Give back the entries below verbatim.

**Extracted records:**
*** Block opens ***
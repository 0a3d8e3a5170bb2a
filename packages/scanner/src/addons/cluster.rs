//! Avatar clustering: union-find over fingerprinted results.
//!
//! Two results share an edge when their avatar SHA-256 digests are equal
//! or the Hamming distance of their difference hashes is within the
//! threshold. Cluster ids are deterministic: members are numbered by
//! first occurrence iterating providers in lexicographic name order, so
//! ids do not depend on probe completion order.

use std::collections::HashMap;

use crate::types::probe::ProbeResult;

use super::avatar::hamming;

/// Default Hamming-distance threshold for a perceptual match.
pub const DEFAULT_DHASH_THRESHOLD: u32 = 10;

struct DisjointSet {
    parent: Vec<usize>,
}

impl DisjointSet {
    fn new(len: usize) -> Self {
        Self {
            parent: (0..len).collect(),
        }
    }

    fn find(&mut self, i: usize) -> usize {
        if self.parent[i] != i {
            let root = self.find(self.parent[i]);
            self.parent[i] = root;
        }
        self.parent[i]
    }

    fn union(&mut self, a: usize, b: usize) {
        let ra = self.find(a);
        let rb = self.find(b);
        if ra != rb {
            self.parent[rb] = ra;
        }
    }
}

struct Fingerprint {
    index: usize,
    sha256: String,
    dhash: Option<u64>,
}

/// Assign `avatar_cluster_id` to every fingerprinted result. Singletons
/// get ids too, so downstream joins always have a key.
pub fn apply(results: &mut [ProbeResult], threshold: u32) {
    let prints: Vec<Fingerprint> = results
        .iter()
        .enumerate()
        .filter_map(|(index, result)| {
            let sha256 = result.profile.avatar_sha256.clone()?;
            let dhash = result
                .profile
                .avatar_dhash
                .as_deref()
                .and_then(|h| u64::from_str_radix(h, 16).ok());
            Some(Fingerprint {
                index,
                sha256,
                dhash,
            })
        })
        .collect();

    let mut set = DisjointSet::new(prints.len());
    for a in 0..prints.len() {
        for b in (a + 1)..prints.len() {
            let byte_equal = prints[a].sha256 == prints[b].sha256;
            let perceptual = match (prints[a].dhash, prints[b].dhash) {
                (Some(ha), Some(hb)) => hamming(ha, hb) <= threshold,
                _ => false,
            };
            if byte_equal || perceptual {
                set.union(a, b);
            }
        }
    }

    // root of each print -> member result indices
    let mut members: HashMap<usize, Vec<usize>> = HashMap::new();
    for i in 0..prints.len() {
        let root = set.find(i);
        members.entry(root).or_default().push(prints[i].index);
    }

    // number clusters by first occurrence in provider-name order
    let mut ordered: Vec<usize> = (0..results.len())
        .filter(|&i| {
            results[i].profile.avatar_sha256.is_some()
        })
        .collect();
    ordered.sort_by(|&a, &b| results[a].provider.cmp(&results[b].provider));

    let mut root_of_result: HashMap<usize, usize> = HashMap::new();
    for (root, indices) in &members {
        for &index in indices {
            root_of_result.insert(index, *root);
        }
    }

    let mut next_id: u32 = 0;
    let mut id_of_root: HashMap<usize, u32> = HashMap::new();
    for index in ordered {
        let Some(root) = root_of_result.get(&index) else {
            continue;
        };
        let id = *id_of_root.entry(*root).or_insert_with(|| {
            let id = next_id;
            next_id += 1;
            id
        });
        results[index].profile.avatar_cluster_id = Some(id);
    }
}

#[cfg(test)]
mod tests {
    use super::*;
    use crate::types::probe::{ProbeResult, ProbeStatus, Profile};

    fn result(provider: &str, sha256: Option<&str>, dhash: Option<u64>) -> ProbeResult {
        ProbeResult::new(provider, ProbeStatus::Found, "u").with_profile(Profile {
            avatar_sha256: sha256.map(str::to_string),
            avatar_dhash: dhash.map(|h| format!("{h:016x}")),
            ..Default::default()
        })
    }

    #[test]
    fn test_identical_sha_clusters_together() {
        let mut results = vec![
            result("b_site", Some("aaaa"), None),
            result("a_site", Some("aaaa"), None),
            result("c_site", Some("bbbb"), None),
        ];
        apply(&mut results, DEFAULT_DHASH_THRESHOLD);

        // a_site sorts first, so its cluster is id 0
        assert_eq!(results[0].profile.avatar_cluster_id, Some(0));
        assert_eq!(results[1].profile.avatar_cluster_id, Some(0));
        assert_eq!(results[2].profile.avatar_cluster_id, Some(1));
    }

    #[test]
    fn test_near_dhash_joins_cluster() {
        let base: u64 = 0b1111_0000;
        let near = base ^ 0b0000_0111; // 3 bits apart
        let far = base ^ 0xFFFFF; // 20 bits apart

        let mut results = vec![
            result("a", Some("s1"), Some(base)),
            result("b", Some("s2"), Some(near)),
            result("c", Some("s3"), Some(far)),
        ];
        apply(&mut results, DEFAULT_DHASH_THRESHOLD);

        assert_eq!(results[0].profile.avatar_cluster_id, Some(0));
        assert_eq!(results[1].profile.avatar_cluster_id, Some(0));
        assert_eq!(results[2].profile.avatar_cluster_id, Some(1));
    }

    #[test]
    fn test_transitive_closure() {
        // a-b within threshold, b-c within threshold, a-c not
        let a: u64 = 0;
        let b: u64 = (1 << 8) - 1; // 8 bits from a
        let c = b | (0xFF << 8); // 8 bits from b, 16 from a

        let mut results = vec![
            result("a", Some("s1"), Some(a)),
            result("b", Some("s2"), Some(b)),
            result("c", Some("s3"), Some(c)),
        ];
        apply(&mut results, 10);

        let ids: Vec<_> = results
            .iter()
            .map(|r| r.profile.avatar_cluster_id.unwrap())
            .collect();
        assert_eq!(ids, vec![0, 0, 0]);
    }

    #[test]
    fn test_unfingerprinted_results_get_no_id() {
        let mut results = vec![result("a", Some("s"), None), result("b", None, None)];
        apply(&mut results, DEFAULT_DHASH_THRESHOLD);
        assert_eq!(results[0].profile.avatar_cluster_id, Some(0));
        assert_eq!(results[1].profile.avatar_cluster_id, None);
    }

    #[test]
    fn test_ids_independent_of_result_order() {
        let make = |order: &[usize]| {
            let base = [
                result("x_site", Some("same"), None),
                result("a_site", Some("same"), None),
                result("m_site", Some("other"), None),
            ];
            let mut results: Vec<ProbeResult> =
                order.iter().map(|&i| base[i].clone()).collect();
            apply(&mut results, DEFAULT_DHASH_THRESHOLD);
            results
                .into_iter()
                .map(|r| (r.provider.clone(), r.profile.avatar_cluster_id))
                .collect::<HashMap<_, _>>()
        };

        let forward = make(&[0, 1, 2]);
        let shuffled = make(&[2, 0, 1]);
        assert_eq!(forward, shuffled);
        // a_site's cluster comes first lexicographically
        assert_eq!(forward["a_site"], Some(0));
        assert_eq!(forward["m_site"], Some(1));
    }
}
*** Block closes ***
**RESULT BELOW:**
repository 0a3d8e3a5170bb2a
filename packages/scanner/src/addons/cluster.rs
//! Avatar clustering: union-find over fingerprinted results.
//!
//! Two results share an edge when their avatar SHA-256 digests are equal
//! or the Hamming distance of their difference hashes is within the
//! threshold. Cluster ids are deterministic: members are numbered by
//! first occurrence iterating providers in lexicographic name order, so
//! ids do not depend on probe completion order.

use std::collections::HashMap;

use crate::types::probe::ProbeResult;

use super::avatar::hamming;

/// Default Hamming-distance threshold for a perceptual match.
pub const DEFAULT_DHASH_THRESHOLD: u32 = 10;

struct DisjointSet {
    parent: Vec<usize>,
}

impl DisjointSet {
    fn new(len: usize) -> Self {
        Self {
            parent: (0..len).collect(),
        }
    }

    fn find(&mut self, i: usize) -> usize {
        if self.parent[i] != i {
            let root = self.find(self.parent[i]);
            self.parent[i] = root;
        }
        self.parent[i]
    }

    fn union(&mut self, a: usize, b: usize) {
        let ra = self.find(a);
        let rb = self.find(b);
        if ra != rb {
            self.parent[rb] = ra;
        }
    }
}

struct Fingerprint {
    index: usize,
    sha256: String,
    dhash: Option<u64>,
}

/// Assign `avatar_cluster_id` to every fingerprinted result. Singletons
/// get ids too, so downstream joins always have a key.
pub fn apply(results: &mut [ProbeResult], threshold: u32) {
    let prints: Vec<Fingerprint> = results
        .iter()
        .enumerate()
        .filter_map(|(index, result)| {
            let sha256 = result.profile.avatar_sha256.clone()?;
            let dhash = result
                .profile
                .avatar_dhash
                .as_deref()
                .and_then(|h| u64::from_str_radix(h, 16).ok());
            Some(Fingerprint {
                index,
                sha256,
                dhash,
            })
        })
        .collect();

    let mut set = DisjointSet::new(prints.len());
    for a in 0..prints.len() {
        for b in (a + 1)..prints.len() {
            let byte_equal = prints[a].sha256 == prints[b].sha256;
            let perceptual = match (prints[a].dhash, prints[b].dhash) {
                (Some(ha), Some(hb)) => hamming(ha, hb) <= threshold,
                _ => false,
            };
            if byte_equal || perceptual {
                set.union(a, b);
            }
        }
    }

    // root of each print -> member result indices
    let mut members: HashMap<usize, Vec<usize>> = HashMap::new();
    for i in 0..prints.len() {
        let root = set.find(i);
        members.entry(root).or_default().push(prints[i].index);
    }

    // number clusters by first occurrence in provider-name order
    let mut ordered: Vec<usize> = (0..results.len())
        .filter(|&i| {
            results[i].profile.avatar_sha256.is_some()
        })
        .collect();
    ordered.sort_by(|&a, &b| results[a].provider.cmp(&results[b].provider));

    let mut root_of_result: HashMap<usize, usize> = HashMap::new();
    for (root, indices) in &members {
        for &index in indices {
            root_of_result.insert(index, *root);
        }
    }

    let mut next_id: u32 = 0;
    let mut id_of_root: HashMap<usize, u32> = HashMap::new();
    for index in ordered {
        let Some(root) = root_of_result.get(&index) else {
            continue;
        };
        let id = *id_of_root.entry(*root).or_insert_with(|| {
            let id = next_id;
            next_id += 1;
            id
        });
        results[index].profile.avatar_cluster_id = Some(id);
    }
}

#[cfg(test)]
mod tests {
    use super::*;
    use crate::types::probe::{ProbeResult, ProbeStatus, Profile};

    fn result(provider: &str, sha256: Option<&str>, dhash: Option<u64>) -> ProbeResult {
        ProbeResult::new(provider, ProbeStatus::Found, "u").with_profile(Profile {
            avatar_sha256: sha256.map(str::to_string),
            avatar_dhash: dhash.map(|h| format!("{h:016x}")),
            ..Default::default()
        })
    }

    #[test]
    fn test_identical_sha_clusters_together() {
        let mut results = vec![
            result("b_site", Some("aaaa"), None),
            result("a_site", Some("aaaa"), None),
            result("c_site", Some("bbbb"), None),
        ];
        apply(&mut results, DEFAULT_DHASH_THRESHOLD);

        // a_site sorts first, so its cluster is id 0
        assert_eq!(results[0].profile.avatar_cluster_id, Some(0));
        assert_eq!(results[1].profile.avatar_cluster_id, Some(0));
        assert_eq!(results[2].profile.avatar_cluster_id, Some(1));
    }

    #[test]
    fn test_near_dhash_joins_cluster() {
        let base: u64 = 0b1111_0000;
        let near = base ^ 0b0000_0111; // 3 bits apart
        let far = base ^ 0xFFFFF; // 20 bits apart

        let mut results = vec![
            result("a", Some("s1"), Some(base)),
            result("b", Some("s2"), Some(near)),
            result("c", Some("s3"), Some(far)),
        ];
        apply(&mut results, DEFAULT_DHASH_THRESHOLD);

        assert_eq!(results[0].profile.avatar_cluster_id, Some(0));
        assert_eq!(results[1].profile.avatar_cluster_id, Some(0));
        assert_eq!(results[2].profile.avatar_cluster_id, Some(1));
    }

    #[test]
    fn test_transitive_closure() {
        // a-b within threshold, b-c within threshold, a-c not
        let a: u64 = 0;
        let b: u64 = (1 << 8) - 1; // 8 bits from a
        let c = b | (0xFF << 8); // 8 bits from b, 16 from a

        let mut results = vec![
            result("a", Some("s1"), Some(a)),
            result("b", Some("s2"), Some(b)),
            result("c", Some("s3"), Some(c)),
        ];
        apply(&mut results, 10);

        let ids: Vec<_> = results
            .iter()
            .map(|r| r.profile.avatar_cluster_id.unwrap())
            .collect();
        assert_eq!(ids, vec![0, 0, 0]);
    }

    #[test]
    fn test_unfingerprinted_results_get_no_id() {
        let mut results = vec![result("a", Some("s"), None), result("b", None, None)];
        apply(&mut results, DEFAULT_DHASH_THRESHOLD);
        assert_eq!(results[0].profile.avatar_cluster_id, Some(0));
        assert_eq!(results[1].profile.avatar_cluster_id, None);
    }

    #[test]
    fn test_ids_independent_of_result_order() {
        let make = |order: &[usize]| {
            let base = [
                result("x_site", Some("same"), None),
                result("a_site", Some("same"), None),
                result("m_site", Some("other"), None),
            ];
            let mut results: Vec<ProbeResult> =
                order.iter().map(|&i| base[i].clone()).collect();
            apply(&mut results, DEFAULT_DHASH_THRESHOLD);
            results
                .into_iter()
                .map(|r| (r.provider.clone(), r.profile.avatar_cluster_id))
                .collect::<HashMap<_, _>>()
        };

        let forward = make(&[0, 1, 2]);
        let shuffled = make(&[2, 0, 1]);
        assert_eq!(forward, shuffled);
        // a_site's cluster comes first lexicographically
        assert_eq!(forward["a_site"], Some(0));
        assert_eq!(forward["m_site"], Some(1));
    }
}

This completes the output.